Should We Call Them Bullies?

Article by

Director of Donor Partnerships

Nobody condones bullying, right? Websites and radio and television public service announcements rightfully condemn bullying and encourage everyone to speak up for vulnerable children.

My children’s schools have guidelines about what bullying is and who is protected from it:

Bullying against a student, by either an individual or a group, is prohibited. . . . This includes, but is not limited to, prohibited conduct directed toward any student or students, including those based on a person’s actual or perceived race, ethnicity, color, creed, religion, national origin, immigration status, sex, marital status, familial status, socio-economic status, physical appearance, sexual orientation, including gender identity and expression, academic status related to student performance, disability or status with regard to public assistance, age or any additional characteristics.

But add just one element — the developmental stage of the child — and none of those above categories of protection mean anything.

  • “sex” — a few states have attempted to address sex-selective abortions, but generally doctors are free to kill an unborn girl simply because she’s a girl, or a boy simply because he’s a boy.

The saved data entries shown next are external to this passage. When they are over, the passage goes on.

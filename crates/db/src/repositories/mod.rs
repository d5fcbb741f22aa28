//! Repository layer.
//!
//! Each repository is a zero-sized struct providing async CRUD methods
//! that accept `&PgPool` as the first argument.

pub mod lead_repo;
pub mod listing_repo;
pub mod subscription_repo;

pub use lead_repo::LeadRepo;
pub use listing_repo::ListingRepo;
pub use subscription_repo::SubscriptionRepo;
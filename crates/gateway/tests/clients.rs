//! HTTP-level tests for the Stripe and NLP clients against a mock server.

use std::time::Duration;

use estate_core::listing::PropertyType;
use estate_core::ports::{BillingGateway, NlpService};
use estate_core::subscription::SubscriptionPlan;
use estate_core::types::Decimal;
use estate_gateway::nlp::{NlpClient, NlpConfig};
use estate_gateway::stripe::{StripeClient, StripeConfig};
use httpmock::prelude::*;
use serde_json::json;

fn stripe(server: &MockServer) -> StripeClient {
    StripeClient::new(StripeConfig {
        secret_key: "sk_test_123".into(),
        webhook_secret: "whsec_test".into(),
        api_base: server.base_url(),
        currency: "inr".into(),
    })
}

fn nlp(server: &MockServer, timeout: Duration) -> NlpClient {
    NlpClient::new(NlpConfig {
        base_url: server.base_url(),
        api_key: Some("nlp-key".into()),
        timeout,
    })
}

// ---------------------------------------------------------------------------
// Stripe
// ---------------------------------------------------------------------------

#[tokio::test]
async fn create_customer_posts_form_with_bearer_key() {
    let server = MockServer::start_async().await;
    let mock = server
        .mock_async(|when, then| {
            when.method(POST)
                .path("/v1/customers")
                .header("authorization", "Bearer sk_test_123")
                .x_www_form_urlencoded_tuple("email", "dealer@example.com")
                .x_www_form_urlencoded_tuple("payment_method", "pm_card_visa")
                .x_www_form_urlencoded_tuple(
                    "invoice_settings[default_payment_method]",
                    "pm_card_visa",
                );
            then.status(200).json_body(json!({ "id": "cus_42", "object": "customer" }));
        })
        .await;

    let id = stripe(&server)
        .create_customer("dealer@example.com", "pm_card_visa")
        .await
        .unwrap();

    assert_eq!(id, "cus_42");
    mock.assert_async().await;
}

#[tokio::test]
async fn create_subscription_sends_monthly_price_data() {
    let server = MockServer::start_async().await;
    let mock = server
        .mock_async(|when, then| {
            when.method(POST)
                .path("/v1/subscriptions")
                .x_www_form_urlencoded_tuple("customer", "cus_42")
                .x_www_form_urlencoded_tuple("items[0][price_data][currency]", "inr")
                .x_www_form_urlencoded_tuple("items[0][price_data][unit_amount]", "299900")
                .x_www_form_urlencoded_tuple("items[0][price_data][recurring][interval]", "month");
            then.status(200)
                .json_body(json!({ "id": "sub_9", "status": "incomplete" }));
        })
        .await;

    let sub = stripe(&server)
        .create_subscription("cus_42", SubscriptionPlan::Premium)
        .await
        .unwrap();

    assert_eq!(sub.id, "sub_9");
    assert_eq!(sub.status, "incomplete");
    mock.assert_async().await;
}

#[tokio::test]
async fn retrieve_customer_treats_missing_and_deleted_as_none() {
    let server = MockServer::start_async().await;
    server
        .mock_async(|when, then| {
            when.method(GET).path("/v1/customers/cus_live");
            then.status(200).json_body(json!({ "id": "cus_live" }));
        })
        .await;
    server
        .mock_async(|when, then| {
            when.method(GET).path("/v1/customers/cus_gone");
            then.status(200)
                .json_body(json!({ "id": "cus_gone", "deleted": true }));
        })
        .await;
    server
        .mock_async(|when, then| {
            when.method(GET).path("/v1/customers/cus_never");
            then.status(404)
                .json_body(json!({ "error": { "code": "resource_missing" } }));
        })
        .await;

    let client = stripe(&server);
    assert_eq!(
        client.retrieve_customer("cus_live").await.unwrap().as_deref(),
        Some("cus_live")
    );
    assert_eq!(client.retrieve_customer("cus_gone").await.unwrap(), None);
    assert_eq!(client.retrieve_customer("cus_never").await.unwrap(), None);
}

#[tokio::test]
async fn cancel_failure_surfaces_as_billing_error() {
    let server = MockServer::start_async().await;
    server
        .mock_async(|when, then| {
            when.method(DELETE).path("/v1/subscriptions/sub_1");
            then.status(500).body("stripe is down");
        })
        .await;

    let err = stripe(&server).cancel_subscription("sub_1").await.unwrap_err();

    assert_eq!(err.backend, "billing");
    assert!(err.message.contains("500"));
}

// ---------------------------------------------------------------------------
// NLP
// ---------------------------------------------------------------------------

#[tokio::test]
async fn parse_query_posts_query_and_context() {
    let server = MockServer::start_async().await;
    let mock = server
        .mock_async(|when, then| {
            when.method(POST)
                .path("/parse-query")
                .header("authorization", "Bearer nlp-key")
                .json_body(json!({ "query": "villa in Goa", "context": { "budget": "high" } }));
            then.status(200).json_body(json!({
                "filters": { "city": "Goa", "property_type": "villa", "max_price": 20000000 },
                "intent": "buy",
            }));
        })
        .await;

    let context = json!({ "budget": "high" });
    let parsed = nlp(&server, Duration::from_secs(5))
        .parse_query("villa in Goa", Some(&context))
        .await
        .unwrap();

    assert_eq!(parsed.filters.city.as_deref(), Some("Goa"));
    assert_eq!(parsed.filters.property_type, Some(PropertyType::Villa));
    assert_eq!(parsed.filters.max_price, Some(Decimal::from(20_000_000)));
    assert_eq!(parsed.intent.as_deref(), Some("buy"));
    mock.assert_async().await;
}

#[tokio::test]
async fn missing_fields_default_and_blank_intent_is_none() {
    let server = MockServer::start_async().await;
    server
        .mock_async(|when, then| {
            when.method(POST).path("/parse-query");
            then.status(200).json_body(json!({ "intent": "" }));
        })
        .await;

    let parsed = nlp(&server, Duration::from_secs(5))
        .parse_query("anything", None)
        .await
        .unwrap();

    assert!(parsed.filters.is_empty());
    assert_eq!(parsed.intent, None);
}

#[tokio::test]
async fn non_success_status_is_an_nlp_error() {
    let server = MockServer::start_async().await;
    server
        .mock_async(|when, then| {
            when.method(POST).path("/parse-query");
            then.status(503).body("overloaded");
        })
        .await;

    let err = nlp(&server, Duration::from_secs(5))
        .parse_query("2 BHK", None)
        .await
        .unwrap_err();

    assert_eq!(err.backend, "nlp");
    assert!(err.message.contains("503"));
}

#[tokio::test]
async fn slow_service_times_out() {
    let server = MockServer::start_async().await;
    server
        .mock_async(|when, then| {
            when.method(POST).path("/parse-query");
            then.status(200)
                .delay(Duration::from_millis(500))
                .json_body(json!({ "filters": {} }));
        })
        .await;

    let client = nlp(&server, Duration::from_millis(50));
    assert_eq!(client.timeout(), Duration::from_millis(50));
    assert!(client.parse_query("2 BHK", None).await.is_err());
}
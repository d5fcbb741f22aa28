//! PostgreSQL persistence for listings, subscriptions and leads.
//!
//! [`PgStore`] implements the store ports from `estate-core` on top of the
//! zero-sized repositories in [`repositories`].

use std::time::Duration;

use sqlx::postgres::PgPoolOptions;

pub mod filter_sql;
pub mod models;
pub mod repositories;
pub mod store;

pub use store::PgStore;

pub type DbPool = sqlx::PgPool;

/// Create a connection pool from a database URL.
pub async fn create_pool(database_url: &str, max_connections: u32) -> Result<DbPool, sqlx::Error> {
    PgPoolOptions::new()
        .max_connections(max_connections)
        .acquire_timeout(Duration::from_secs(5))
        .connect(database_url)
        .await
}

/// Round-trip a trivial query to prove the pool can reach the server.
pub async fn health_check(pool: &DbPool) -> Result<(), sqlx::Error> {
    sqlx::query_scalar::<_, i32>("SELECT 1")
        .fetch_one(pool)
        .await
        .map(|_| ())
}

/// Apply pending migrations from `db/migrations`.
pub async fn run_migrations(pool: &DbPool) -> Result<(), sqlx::migrate::MigrateError> {
    sqlx::migrate!("../../db/migrations").run(pool).await
}
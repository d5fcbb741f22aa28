//! Handlers for property listings.
//!
//! Reads are public (drafts only reach their dealer); writes require the
//! `dealer` role and ownership.

use axum::extract::{Path, State};
use axum::http::StatusCode;
use axum::response::IntoResponse;
use axum::Json;
use estate_core::listing::{ListingPatch, ListingStatus, NewListing, PropertyType, SizeUnit};
use estate_core::types::{DbId, Decimal};
use serde::Deserialize;
use validator::Validate;

use crate::error::AppResult;
use crate::middleware::auth::MaybeAuthUser;
use crate::middleware::rbac::RequireDealer;
use crate::query::{ListingListParams, PaginationParams, QueryParams};
use crate::response::{DataResponse, PaginatedResponse};
use crate::state::AppState;

// ---------------------------------------------------------------------------
// Request bodies
// ---------------------------------------------------------------------------

#[derive(Debug, Deserialize, Validate)]
pub struct CreateListingRequest {
    #[validate(length(min = 10, max = 200, message = "Title must be between 10 and 200 characters"))]
    pub title: String,
    #[validate(length(min = 50, max = 5000, message = "Description must be between 50 and 5000 characters"))]
    pub description: String,
    pub price: Decimal,
    #[validate(length(min = 1, message = "Location is required"))]
    pub location: String,
    #[validate(length(min = 1, message = "City is required"))]
    pub city: String,
    #[validate(length(min = 1, message = "State is required"))]
    pub state: String,
    #[serde(alias = "pincode")]
    #[validate(length(equal = 6, message = "Postal code must be 6 characters"))]
    pub postal_code: String,
    #[validate(range(min = -90.0, max = 90.0))]
    pub latitude: Option<f64>,
    #[validate(range(min = -180.0, max = 180.0))]
    pub longitude: Option<f64>,
    pub size: Decimal,
    pub size_unit: SizeUnit,
    #[validate(range(min = 0))]
    pub bedrooms: Option<i32>,
    #[validate(range(min = 0))]
    pub bathrooms: Option<i32>,
    pub property_type: PropertyType,
    #[serde(default)]
    pub amenities: Vec<String>,
}

impl From<CreateListingRequest> for NewListing {
    fn from(r: CreateListingRequest) -> Self {
        NewListing {
            title: r.title.trim().to_string(),
            description: r.description.trim().to_string(),
            price: r.price,
            location: r.location.trim().to_string(),
            city: r.city.trim().to_string(),
            state: r.state.trim().to_string(),
            postal_code: r.postal_code.trim().to_string(),
            latitude: r.latitude,
            longitude: r.longitude,
            size: r.size,
            size_unit: r.size_unit,
            bedrooms: r.bedrooms,
            bathrooms: r.bathrooms,
            property_type: r.property_type,
            amenities: r.amenities,
        }
    }
}

#[derive(Debug, Default, Deserialize, Validate)]
pub struct UpdateListingRequest {
    #[validate(length(min = 10, max = 200, message = "Title must be between 10 and 200 characters"))]
    pub title: Option<String>,
    #[validate(length(min = 50, max = 5000, message = "Description must be between 50 and 5000 characters"))]
    pub description: Option<String>,
    pub price: Option<Decimal>,
    #[validate(length(min = 1, message = "Location is required"))]
    pub location: Option<String>,
    #[validate(length(min = 1, message = "City is required"))]
    pub city: Option<String>,
    #[validate(length(min = 1, message = "State is required"))]
    pub state: Option<String>,
    #[serde(alias = "pincode")]
    #[validate(length(equal = 6, message = "Postal code must be 6 characters"))]
    pub postal_code: Option<String>,
    #[validate(range(min = -90.0, max = 90.0))]
    pub latitude: Option<f64>,
    #[validate(range(min = -180.0, max = 180.0))]
    pub longitude: Option<f64>,
    pub size: Option<Decimal>,
    pub size_unit: Option<SizeUnit>,
    #[validate(range(min = 0))]
    pub bedrooms: Option<i32>,
    #[validate(range(min = 0))]
    pub bathrooms: Option<i32>,
    pub property_type: Option<PropertyType>,
    pub amenities: Option<Vec<String>>,
    pub status: Option<ListingStatus>,
}

impl From<UpdateListingRequest> for ListingPatch {
    fn from(r: UpdateListingRequest) -> Self {
        let trimmed = |v: Option<String>| v.map(|v| v.trim().to_string());
        ListingPatch {
            title: trimmed(r.title),
            description: trimmed(r.description),
            price: r.price,
            location: trimmed(r.location),
            city: trimmed(r.city),
            state: trimmed(r.state),
            postal_code: trimmed(r.postal_code),
            latitude: r.latitude,
            longitude: r.longitude,
            size: r.size,
            size_unit: r.size_unit,
            bedrooms: r.bedrooms,
            bathrooms: r.bathrooms,
            property_type: r.property_type,
            amenities: r.amenities,
            status: r.status,
        }
    }
}

// ---------------------------------------------------------------------------
// Reads
// ---------------------------------------------------------------------------

/// GET /api/v1/listings
///
/// Filtered, sorted, paginated listings visible to the caller.
pub async fn list_listings(
    auth: MaybeAuthUser,
    State(state): State<AppState>,
    QueryParams(params): QueryParams<ListingListParams>,
) -> AppResult<impl IntoResponse> {
    let pagination = params.pagination();
    let page = state
        .listings
        .search(&params.filters(), params.sort(), pagination, &auth.requester())
        .await?;

    Ok(Json(PaginatedResponse::new(page, pagination)))
}

/// GET /api/v1/listings/mine
///
/// The dealer's own non-archived listings, drafts included.
pub async fn my_listings(
    RequireDealer(dealer): RequireDealer,
    State(state): State<AppState>,
    QueryParams(params): QueryParams<PaginationParams>,
) -> AppResult<impl IntoResponse> {
    let pagination = params.pagination();
    let page = state
        .listings
        .dealer_listings(dealer.user_id, pagination)
        .await?;

    Ok(Json(PaginatedResponse::new(page, pagination)))
}

/// GET /api/v1/listings/{id}
///
/// Single listing. Schedules a view-counter bump that the response does not
/// wait for.
pub async fn get_listing(
    auth: MaybeAuthUser,
    State(state): State<AppState>,
    Path(id): Path<DbId>,
) -> AppResult<impl IntoResponse> {
    let listing = state.listings.get(id, &auth.requester()).await?;

    Ok(Json(DataResponse { data: listing }))
}

// ---------------------------------------------------------------------------
// Writes
// ---------------------------------------------------------------------------

/// POST /api/v1/listings
///
/// Create a draft listing, subject to the dealer's plan quota.
pub async fn create_listing(
    RequireDealer(dealer): RequireDealer,
    State(state): State<AppState>,
    Json(input): Json<CreateListingRequest>,
) -> AppResult<impl IntoResponse> {
    input.validate()?;

    let listing = state
        .listings
        .create(dealer.user_id, &NewListing::from(input))
        .await?;

    Ok((StatusCode::CREATED, Json(DataResponse { data: listing })))
}

/// PUT /api/v1/listings/{id}
pub async fn update_listing(
    RequireDealer(dealer): RequireDealer,
    State(state): State<AppState>,
    Path(id): Path<DbId>,
    Json(input): Json<UpdateListingRequest>,
) -> AppResult<impl IntoResponse> {
    input.validate()?;

    let listing = state
        .listings
        .update(id, dealer.user_id, &ListingPatch::from(input))
        .await?;

    tracing::info!(listing_id = %id, dealer_id = %dealer.user_id, "Listing updated");

    Ok(Json(DataResponse { data: listing }))
}

/// DELETE /api/v1/listings/{id}
///
/// Archive (soft delete). Repeating it is harmless.
pub async fn archive_listing(
    RequireDealer(dealer): RequireDealer,
    State(state): State<AppState>,
    Path(id): Path<DbId>,
) -> AppResult<impl IntoResponse> {
    state.listings.archive(id, dealer.user_id).await?;

    Ok(StatusCode::NO_CONTENT)
}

  • “a person’s actual or perceived race, ethnicity or color” — Protecting Black Life reviewed 2010 Census data and found “that Planned Parenthood is targeting minority neighborhoods. It has located 79% of its 165 surgical abortion facilities within walking distance of African American or Hispanic/Latino neighborhoods.” According to the New York City Department of Health and Mental Hygiene, more black babies were aborted in New York City in 2012 than were born alive. More than three times as many black children were aborted there than non-Hispanic white children.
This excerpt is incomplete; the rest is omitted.